The lyrics to music in Guinea-Bissau tend to have strong themes of the fight for independence, African identity, fighting oppression, and other similar sentiments. Because of this, most lyrics are sung in Crioulo as opposed to Portuguese. Many of the musicians who emerged used their music to criticize the government and its failure to take care of its citizens and provide infrastructure and jobs. However, because of the tyranny at the top, many of these musicians who sang their opinions were arrested or killed for their vocal opposition.

I found three examples of Bissau-Guinean musicians on Spotify.  While I really like this style, all three albums have a similar sound.  I like it, but they are all similar. The first album I listed to was Aló Irmao! by Narf and Manecas Costas.  I seriously laughed at the Narf part because it reminded me of that cartoon I watched in high school called Pinky and the Brain. I miss that show. (It’s available on Netflix but not as streaming.) Anyway, this album’s acoustic guitar and lilting melodies remind me of Gilberto Gil. I liked this album.

Ze Manel’s album Povo Adormecido uses a variety of acoustic guitars and some percussion, along with the occasional organ or brass instrument that sneaks into the background of the music. I noticed that he has songs on this album in Crioulo, English, and French.

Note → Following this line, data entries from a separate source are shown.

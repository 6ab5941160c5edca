use std::time::Duration;

use thiserror::Error;

use crate::domain::{format_cents, CardId, Cents, EntryId};
use crate::storage::StoreBusy;

#[derive(Error, Debug)]
pub enum AppError {
    /// The card does not exist, or it is not the caller's.
    #[error("Card not found: {0}")]
    CardNotFound(CardId),

    #[error("Ledger entry not found: {0}")]
    EntryNotFound(EntryId),

    #[error("Card {card_id} cannot be used: {reason}")]
    InvalidState { card_id: CardId, reason: String },

    #[error("Invalid amount: {0}")]
    InvalidAmount(String),

    #[error("Insufficient funds on card {card_id}: available {}, requested {} (recorded as {reference})", money(.balance), money(.requested))]
    InsufficientFunds {
        card_id: CardId,
        balance: Cents,
        requested: Cents,
        /// Reference of the failed entry kept for audit
        reference: String,
    },

    #[error("Invalid input: {0}")]
    InvalidInput(String),

    #[error("Could not find a free {what} after {attempts} attempts")]
    ExhaustedRetries { what: &'static str, attempts: u32 },

    #[error("{resource} is busy (waited {waited:?}), retry later")]
    Busy { resource: String, waited: Duration },

    #[error("Ledger integrity violation: {0}")]
    IntegrityViolation(String),

    /// Opaque store failure. A busy store is reported as [`AppError::Busy`] instead.
    #[error("Database error: {0}")]
    Database(anyhow::Error),
}

fn money(cents: &Cents) -> String {
    format_cents(*cents)
}

impl From<anyhow::Error> for AppError {
    fn from(err: anyhow::Error) -> Self {
        if let Some(busy) = err.downcast_ref::<StoreBusy>() {
            return AppError::Busy {
                resource: "database".to_string(),
                waited: busy.waited,
            };
        }
        AppError::Database(err)
    }
}

impl AppError {
    /// Whether the same call may succeed if simply retried.
    pub fn is_retryable(&self) -> bool {
        matches!(self, AppError::Busy { .. })
    }
}
use chrono::NaiveDate;

use super::{Card, CardStatus};

/// Caller-invoked status changes. Expiry is never an action: it follows from
/// the expiry date alone.
#[derive(Debug, Clone, Copy, PartialEq, Eq)]
pub enum StatusAction {
    Block,
    Unblock,
}

impl std::fmt::Display for StatusAction {
    fn fmt(&self, f: &mut std::fmt::Formatter<'_>) -> std::fmt::Result {
        match self {
            StatusAction::Block => write!(f, "block"),
            StatusAction::Unblock => write!(f, "unblock"),
        }
    }
}

#[derive(Debug, Clone, Copy, PartialEq, Eq)]
pub enum TransitionError {
    Expired,
    NotBlocked,
}

impl std::fmt::Display for TransitionError {
    fn fmt(&self, f: &mut std::fmt::Formatter<'_>) -> std::fmt::Result {
        match self {
            TransitionError::Expired => write!(f, "card has expired"),
            TransitionError::NotBlocked => write!(f, "only blocked cards can be unblocked"),
        }
    }
}

impl std::error::Error for TransitionError {}

/// Resolve the stored status a card moves to under `action`.
///
/// - block: any non-expired card becomes `Blocked` (re-blocking is accepted).
/// - unblock: only a non-expired `Blocked` card becomes `Active`.
pub fn transition(
    card: &Card,
    action: StatusAction,
    today: NaiveDate,
) -> Result<CardStatus, TransitionError> {
    match action {
        StatusAction::Block => {
            if card.is_expired(today) {
                return Err(TransitionError::Expired);
            }
            Ok(CardStatus::Blocked)
        }
        StatusAction::Unblock => {
            if card.status != CardStatus::Blocked {
                return Err(TransitionError::NotBlocked);
            }
            if card.is_expired(today) {
                return Err(TransitionError::Expired);
            }
            Ok(CardStatus::Active)
        }
    }
}

/// Whether a card may take ledger movements right now.
pub fn ensure_transactable(card: &Card, today: NaiveDate) -> Result<(), CardStatus> {
    match card.effective_status(today) {
        CardStatus::Active => Ok(()),
        other => Err(other),
    }
}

Finally, I listened to Super Mama Djombo’s self-titled album.  There were many times while listening to this album that made me think I was listening to Cuban music, or at least some other Caribbean or Latin music. I think it was the polyrhythmic beats and descant soprano above the main vocalist that just made this so reminiscent of Cuban music. But there were also tracks that had a distinct African sound to them as well. I really liked this album.